Before I continue further in this discussion, let me be clear that I am not a communist, although I consider it sad that such a qualifier would be considered necessary by any rational individual claiming to even have a modicum of free thought.

I have long thought that in the McCarthy era, as now, the debate was focused on the wrong subject. Even if the accusations of McCarthy and his henchmen were true, why is it relevant? We pride ourselves on the free exchange of ideas in this country, yet nothing could be further from the truth when we deliberately suppress ideas, deliberately disqualify them from consideration in public civil discourse.

The truth is, in a free society where people are free to self determine their future, that freedom should allow as much freedom to exercise certain elements of socialist economic thought as it does to the warped version of economic feudalism that we've wrongly labelled "capitalism". It is, after all, not a free and open electoral process if certain candidates and certain ideologies are not allowed to even be debated in the public forum.

The truth is, casualties of "capitalism" are just as rampant as casualties of "communism". The difference is, we do a better job of hiding it. We don't count the deaths of people who die from preventable diseases because we attribute those to lifestyle decisions. We don't count the deaths of those who freeze to death or burn up in our inner city tenements because we ascribe those to carelessness on the part of slumlords, who we rarely prosecute for their negligence.
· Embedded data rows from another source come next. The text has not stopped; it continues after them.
//! Lexical symbol and type resolution
//!
//! A [`Context`] maps names to value pointers and type names to value
//! kinds, and borrows the context it is nested in. Lookups walk toward the
//! root; a name missing from the whole chain is a reference error.

use crate::error::reference_error;
use crate::lexer::Token;
use bytecode_system::{ValueKind, ValuePointer};
use core_types::CompileResult;
use std::collections::HashMap;

/// One scope in the context chain
#[derive(Debug, Clone)]
pub struct Context<'p> {
    scope: HashMap<String, ValuePointer>,
    types: HashMap<String, ValueKind>,
    parent: Option<&'p Context<'p>>,
}

impl Context<'static> {
    /// Root context binding every built-in type name
    pub fn root() -> Self {
        ValueKind::all()
            .into_iter()
            .fold(ContextBuilder::new(), |builder, kind| {
                builder.type_alias(kind.type_name(), kind)
            })
            .build()
    }
}

impl<'p> Context<'p> {
    /// Number of enclosing contexts
    pub fn depth(&self) -> usize {
        self.ancestors().count() - 1
    }

    fn ancestors(&self) -> impl Iterator<Item = &Context<'p>> {
        std::iter::successors(Some(self), |ctx| ctx.parent)
    }

    /// Nearest binding of `name`
    pub fn lookup_symbol(&self, name: &str) -> Option<&ValuePointer> {
        self.ancestors().find_map(|ctx| ctx.scope.get(name))
    }

    /// Nearest definition of the type `name`
    pub fn lookup_type(&self, name: &str) -> Option<ValueKind> {
        self.ancestors().find_map(|ctx| ctx.types.get(name).copied())
    }

    /// Resolve a (possibly dot-joined) symbol name, blaming `token` on failure
    pub fn resolve_name(&self, name: &str, token: Option<&Token>) -> CompileResult<&ValuePointer> {
        self.lookup_symbol(name).ok_or_else(|| {
            reference_error(format!("Reference to unknown symbol `{}`.", name), token)
        })
    }

    /// Resolve an identifier token to its value pointer
    pub fn resolve_symbol(&self, token: &Token) -> CompileResult<&ValuePointer> {
        self.resolve_name(&token.source, Some(token))
    }

    /// Resolve a type name token to its value kind
    pub fn resolve_type(&self, token: &Token) -> CompileResult<ValueKind> {
        self.lookup_type(&token.source).ok_or_else(|| {
            reference_error(
                format!("Reference to unknown type `{}`.", token.source),
                Some(token),
            )
        })
    }
}

/// Collects bindings for a new context
#[derive(Debug, Clone, Default)]
pub struct ContextBuilder {
    scope: HashMap<String, ValuePointer>,
    types: HashMap<String, ValueKind>,
}

impl ContextBuilder {
    /// Empty builder
    pub fn new() -> Self {
        Self::default()
    }

    /// Bind a symbol; a later binding of the same name replaces it
    pub fn symbol(mut self, name: impl Into<String>, pointer: ValuePointer) -> Self {
        self.scope.insert(name.into(), pointer);
        self
    }

    /// Bind a type name
    pub fn type_alias(mut self, name: impl Into<String>, kind: ValueKind) -> Self {
        self.types.insert(name.into(), kind);
        self
    }

    /// Finish as a root context
    pub fn build(self) -> Context<'static> {
        Context {
            scope: self.scope,
            types: self.types,
            parent: None,
        }
    }

    /// Finish as a child of `parent`
    pub fn build_child<'p>(self, parent: &'p Context<'p>) -> Context<'p> {
        Context {
            scope: self.scope,
            types: self.types,
            parent: Some(parent),
        }
    }
}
We don't count the suicides of those who failed financially because we ascribe that to mental illness. Similarly, we don't count the abortions by parents in impoverished regions who choose abortion because they feel it is preferable to raising a child in the ghettoes. But most of all, we don't count the deaths of both citizens and soldiers in foreign nations where our nation building has crushed them under the wheels of our war machine. If you counted those casualties, the bloody nature of the system we currently have in place would easily meet, if not exceed, the statistics of those who suffered under Communist dictators.

This is not to say Communism is right. I personally abhor Communism just as I am beginning to abhor a laundry list of other "isms". But if we are to be honest, we should abandon the notion that our system is preferable simply on the government's word alone.

Until we truly embrace a free exchange of ideas, we can expect the same endless line of failed politicians, failed policies, and the same old cookie cutter lies coming forth. If we want to make real and meaningful change, we have to accept that several things need to drastically change as regards our current modus operandi.

And that cannot happen if we abandon ideas based not on reason but our own preconceived notions.